Keywords: Appeal Book Endorsement, Criminal Law

R. v. Hersi, 2018 ONCA 1082

Keywords: Criminal Law, Possession of a Firearm, Trafficking a Firearm, Criminal Code, s. 99, R. v. Murdock (2003), 176 C.C.C. (3d) 232 (Ont. C.A.), R. v. Duncan, 2015 ONCA 928, 332 C.C.C. (3d) 347, Jurisdiction, Criminal Code, s. 478, Evidence, Admissibility, Hearsay, Criminal Code, s. 686(1)(b)(iii)

R. v. Othman, 2018 ONCA 1073

Keywords: Criminal Law, Second-Degree Murder, Defences, Self-Defence, Provocation, Evidence, Admissibility, Prior Statements, Voluntariness, R. v. Oickle, 2000 SCC 38, R. v. Wabason, 2018 ONCA 187, R. v. Van Wyk, [1999] O.J. No. 3515 (S.C.J.)

R. v. Petroniuk, 2018 ONCA 1083

Keywords: Criminal Law, Assault, Criminal Code, s. 672.56, Canadian Charter of Rights and Freedoms, s. 7, Campbell (Re), 2018 ONCA 140

R. v. Dillon, 2018 ONCA 1085

Keywords: Criminal Law, Possession of a Firearm, R. v. Richards, 2001 CanLII 21219 (Ont. C.A.), R. v. Charbonneau, 2004 CanLII 9527 (Ont. C.A.), Evidence, Admissibility, Hearsay, Prior Inconsistent Statements, Vetrovec Witnesses

R. v. Jiang, 2018 ONCA 1081

Keywords: Criminal Law, Second Degree Murder, Mistrials, Non-Disclosure, Canadian Charter of Rights and Freedoms, s. 7, R. v. Dixon, [1998] 1 S.C.R. 244, R. v. Skinner, [1998] 1 S.C.R. 298, R. v. LAT (1993), 14 O.R. (3d) 378 (C.A.)

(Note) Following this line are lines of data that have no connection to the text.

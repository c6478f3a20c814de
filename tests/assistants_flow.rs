mod common;

use async_trait::async_trait;
use serde_json::{Value, json};
use tornado_llm::TornadoError;
use tornado_llm::assistants::{
    AssistantTool, AssistantsEndpoint, CreateAssistantRequest, CreateMessageRequest,
    CreateRunRequest, CreateThreadRequest, ListQuery, MessageDelta, OpenAiConnection, Run,
    RunStatus, RunStreamError, RunStreamHandler, RunStreaming, RunToolCall, ThreadMessage,
    ThreadsEndpoint, ToolOutput,
};
use tornado_llm::http::HttpMethod;
use tornado_llm::types::ToolDefinition;

use common::{Reply, ScriptedTransport, header, init_tracing};

fn connection(transport: std::sync::Arc<ScriptedTransport>) -> OpenAiConnection {
    init_tracing();
    OpenAiConnection::new(transport, "sk-mock").with_base_url("http://mock.openai")
}

/// SSE body in the Assistants format, closed by the `done` event.
fn run_stream(events: &[(&str, Value)]) -> Reply {
    let mut text = String::new();
    for (name, data) in events {
        text.push_str(&format!("event: {name}\ndata: {data}\n\n"));
    }
    text.push_str("event: done\ndata: [DONE]\n\n");
    Reply::sse_text(&text)
}

fn run(status: &str) -> Value {
    json!({
        "id": "run_1",
        "object": "thread.run",
        "thread_id": "thread_1",
        "assistant_id": "asst_1",
        "status": status
    })
}

fn requires_weather() -> Value {
    let mut run = run("requires_action");
    run["required_action"] = json!({
        "type": "submit_tool_outputs",
        "submit_tool_outputs": {"tool_calls": [{
            "id": "call_1",
            "type": "function",
            "function": {"name": "get_weather", "arguments": "{\"city\":\"Rome\"}"}
        }]}
    });
    run
}

fn message(status: &str, text: &str) -> Value {
    let content = if text.is_empty() {
        json!([])
    } else {
        json!([{"type": "text", "text": {"value": text, "annotations": []}}])
    };
    json!({
        "id": "msg_1",
        "object": "thread.message",
        "thread_id": "thread_1",
        "role": "assistant",
        "status": status,
        "content": content
    })
}

fn text_delta(value: &str) -> Value {
    json!({
        "id": "msg_1",
        "object": "thread.message.delta",
        "delta": {"content": [{"index": 0, "type": "text", "text": {"value": value}}]}
    })
}

#[derive(Default)]
struct WeatherHandler {
    text: String,
    statuses: Vec<RunStatus>,
    completed: Vec<String>,
    tool_requests: usize,
    errors: Vec<String>,
}

#[async_trait]
impl RunStreamHandler for WeatherHandler {
    async fn on_text_delta(&mut self, text: &str, _delta: &MessageDelta) {
        self.text.push_str(text);
    }

    async fn on_message_completed(&mut self, message: &ThreadMessage) {
        self.completed.push(message.text());
    }

    async fn on_run_status(&mut self, run: &Run) {
        self.statuses.push(run.status);
    }

    async fn on_tool_calls_required(
        &mut self,
        _run: &Run,
        calls: &[RunToolCall],
    ) -> Result<Vec<ToolOutput>, TornadoError> {
        self.tool_requests += 1;
        Ok(calls
            .iter()
            .map(|call| {
                let args = call.to_tool_call().arguments;
                let city = args["city"].as_str().unwrap_or("nowhere");
                ToolOutput::new(call.id.clone(), format!("{city}: sunny"))
            })
            .collect())
    }

    async fn on_error(&mut self, error: &RunStreamError) {
        self.errors.push(error.message.clone());
    }
}

#[tokio::test]
async fn assistant_crud_uses_v2_headers_and_paths() {
    let transport = ScriptedTransport::new(vec![
        Reply::json(
            200,
            json!({"id": "asst_1", "object": "assistant", "model": "gpt-4o", "name": "Forecaster",
                   "tools": [{"type": "function", "function": {"name": "get_weather"}}]}),
        ),
        Reply::json(
            200,
            json!({"object": "list", "data": [{"id": "asst_2", "model": "gpt-4o"}],
                   "first_id": "asst_2", "last_id": "asst_2", "has_more": false}),
        ),
        Reply::json(200, json!({"id": "asst_1", "object": "assistant.deleted", "deleted": true})),
    ]);
    let assistants = AssistantsEndpoint::new(connection(transport.clone()));

    let created = assistants
        .create(
            &CreateAssistantRequest::new("gpt-4o")
                .with_name("Forecaster")
                .with_instructions("Answer weather questions.")
                .with_tool(ToolDefinition::function("get_weather")),
        )
        .await
        .expect("create");
    assert_eq!(created.id, "asst_1");
    assert!(matches!(created.tools[0], AssistantTool::Function { .. }));

    let page = assistants
        .list(&ListQuery::limit(1).after("asst_1"))
        .await
        .expect("list");
    assert_eq!(page.data[0].id, "asst_2");
    assert!(!page.has_more);

    assert!(assistants.delete("asst_1").await.expect("delete").deleted);

    let requests = transport.requests();
    assert_eq!(requests[0].url, "http://mock.openai/v1/assistants");
    assert_eq!(header(&requests[0], "openai-beta"), Some("assistants=v2"));
    assert_eq!(header(&requests[0], "authorization"), Some("Bearer sk-mock"));
    let body = transport.request_body(0);
    assert_eq!(body["tools"][0]["type"], json!("function"));
    assert_eq!(body["tools"][0]["function"]["name"], json!("get_weather"));

    assert_eq!(requests[1].method, HttpMethod::Get);
    assert_eq!(requests[1].url, "http://mock.openai/v1/assistants?limit=1&after=asst_1");
    assert_eq!(requests[2].method, HttpMethod::Delete);
    assert_eq!(requests[2].url, "http://mock.openai/v1/assistants/asst_1");
}

#[tokio::test]
async fn thread_messages_and_polled_run() {
    let transport = ScriptedTransport::new(vec![
        Reply::json(200, json!({"id": "thread_1", "object": "thread", "created_at": 1})),
        Reply::json(200, message("completed", "")),
        Reply::json(200, run("queued")),
        Reply::json(200, run("completed")),
        Reply::json(
            200,
            json!({"object": "list", "data": [message("completed", "Bring sunglasses.")], "has_more": false}),
        ),
    ]);
    let threads = ThreadsEndpoint::new(connection(transport.clone()));

    let thread = threads
        .create_thread(&CreateThreadRequest::default())
        .await
        .expect("thread");
    threads
        .create_message(&thread.id, &CreateMessageRequest::user("Do I need sunglasses?"))
        .await
        .expect("message");
    let queued = threads
        .create_run(&thread.id, &CreateRunRequest::new("asst_1"))
        .await
        .expect("run");
    assert!(!queued.status.is_terminal());
    let finished = threads.retrieve_run(&thread.id, &queued.id).await.expect("poll");
    assert_eq!(finished.status, RunStatus::Completed);

    let messages = threads
        .list_messages(&thread.id, &ListQuery::default())
        .await
        .expect("messages");
    assert_eq!(messages.data[0].text(), "Bring sunglasses.");

    let requests = transport.requests();
    assert_eq!(requests[1].url, "http://mock.openai/v1/threads/thread_1/messages");
    assert_eq!(transport.request_body(1)["role"], json!("user"));
    assert_eq!(requests[2].url, "http://mock.openai/v1/threads/thread_1/runs");
    assert!(transport.request_body(2).get("stream").is_none());
    assert_eq!(requests[3].url, "http://mock.openai/v1/threads/thread_1/runs/run_1");
}

#[tokio::test]
async fn streamed_run_submits_tool_outputs_and_finishes() {
    let transport = ScriptedTransport::new(vec![
        run_stream(&[
            ("thread.run.created", run("queued")),
            ("thread.run.in_progress", run("in_progress")),
            ("thread.run.requires_action", requires_weather()),
        ]),
        run_stream(&[
            ("thread.run.in_progress", run("in_progress")),
            ("thread.message.created", message("in_progress", "")),
            ("thread.message.delta", text_delta("Rome is ")),
            ("thread.message.delta", text_delta("sunny.")),
            ("thread.message.completed", message("completed", "Rome is sunny.")),
            ("thread.run.completed", run("completed")),
        ]),
    ]);
    let threads = ThreadsEndpoint::new(connection(transport.clone()));
    let mut handler = WeatherHandler::default();

    let last = RunStreaming::new(&threads)
        .run("thread_1", &CreateRunRequest::new("asst_1"), &mut handler)
        .await
        .expect("streamed run")
        .expect("run snapshot");

    assert_eq!(last.status, RunStatus::Completed);
    assert_eq!(handler.tool_requests, 1);
    assert_eq!(handler.text, "Rome is sunny.");
    assert_eq!(handler.completed, vec!["Rome is sunny."]);
    assert_eq!(
        handler.statuses,
        vec![
            RunStatus::Queued,
            RunStatus::InProgress,
            RunStatus::RequiresAction,
            RunStatus::InProgress,
            RunStatus::Completed
        ]
    );

    let requests = transport.requests();
    assert_eq!(transport.request_body(0)["stream"], json!(true));
    assert_eq!(
        requests[1].url,
        "http://mock.openai/v1/threads/thread_1/runs/run_1/submit_tool_outputs"
    );
    let submitted = transport.request_body(1);
    assert_eq!(submitted["stream"], json!(true));
    assert_eq!(submitted["tool_outputs"][0]["tool_call_id"], json!("call_1"));
    assert_eq!(submitted["tool_outputs"][0]["output"], json!("Rome: sunny"));
}

#[tokio::test]
async fn handoffs_are_bounded() {
    let transport = ScriptedTransport::new(vec![
        run_stream(&[("thread.run.requires_action", requires_weather())]),
        run_stream(&[("thread.run.requires_action", requires_weather())]),
    ]);
    let threads = ThreadsEndpoint::new(connection(transport.clone()));
    let mut handler = WeatherHandler::default();

    let err = RunStreaming::new(&threads)
        .with_max_handoffs(1)
        .run("thread_1", &CreateRunRequest::new("asst_1"), &mut handler)
        .await
        .expect_err("second requires_action exceeds the bound");
    assert!(matches!(err, TornadoError::Provider { .. }));
    assert_eq!(handler.tool_requests, 2);
    assert_eq!(transport.requests().len(), 2);
}

#[tokio::test]
async fn error_event_reaches_handler_and_fails_the_run() {
    let transport = ScriptedTransport::new(vec![run_stream(&[
        ("thread.run.in_progress", run("in_progress")),
        ("error", json!({"error": {"code": "server_error", "message": "upstream hiccup"}})),
    ])]);
    let threads = ThreadsEndpoint::new(connection(transport));
    let mut handler = WeatherHandler::default();

    let err = RunStreaming::new(&threads)
        .run("thread_1", &CreateRunRequest::new("asst_1"), &mut handler)
        .await
        .expect_err("error event fails the run");
    assert!(matches!(err, TornadoError::Provider { ref message, .. } if message == "upstream hiccup"));
    assert_eq!(handler.errors, vec!["upstream hiccup"]);
}

#[tokio::test]
async fn invalid_ids_never_reach_the_network() {
    let transport = ScriptedTransport::new(Vec::new());
    let threads = ThreadsEndpoint::new(connection(transport.clone()));
    assert!(matches!(
        threads.retrieve_run("thread_1", "../runs").await,
        Err(TornadoError::Validation { .. })
    ));
    assert!(transport.requests().is_empty());
}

R. v. Albinowski, 2018 ONCA 1084

Keywords: Criminal Law, Sentencing, Delay, Canadian Charter of Rights and Freedoms, s. 11(b), R. v. Jordan, 2016 SCC 27, Standard of Review, Correctness, R. v. Jurkus, 2018 ONCA 489, leave to appeal refused, [2018] S.C.C.A. No. 325, R. v. Godin, 2009 SCC 26, R. v. Gopie, 2017 ONCA 728

Ontario Review Board

Persaud (Re), 2018 ONCA 1080

Keywords: Ontario Review Board, Criminal Law, Attempted Murder, Aggravated Assault, Assault with a Weapon, Not Criminally Responsible, Mental Disorder, Community Treatment Order, Mental Health Act

Williams(Re), 2018 ONCA 1087

Keywords: Ontario Review Board, Criminal Law, Uttering Threats, Assault Causing Bodily Harm, Possession of Property Obtained by Crime, Disguise with Intent, Mental Health, Not Criminally Responsible


CIVIL DECISIONS

Lauzon v. Fortier, 2018 ONCA 1086

[Rouleau, van Rensburg and Roberts JJ.A.]

Counsel:

J. Summers, for the appellant

Y. Guilbault and J. Houle, for the respondent

Keywords: Family Law, Matrimonial Home, Equalization of Net Family Property, Set-Off

Facts:

The appellant and respondent separated in October 2014 after 15 years of marriage. The respondent commenced an application in April 2014, seeking various relief, including equalization of net family property and the immediate sale of the matrimonial home. The appellant asked for the equalization of net family property and exclusive possession of the matrimonial home and its contents.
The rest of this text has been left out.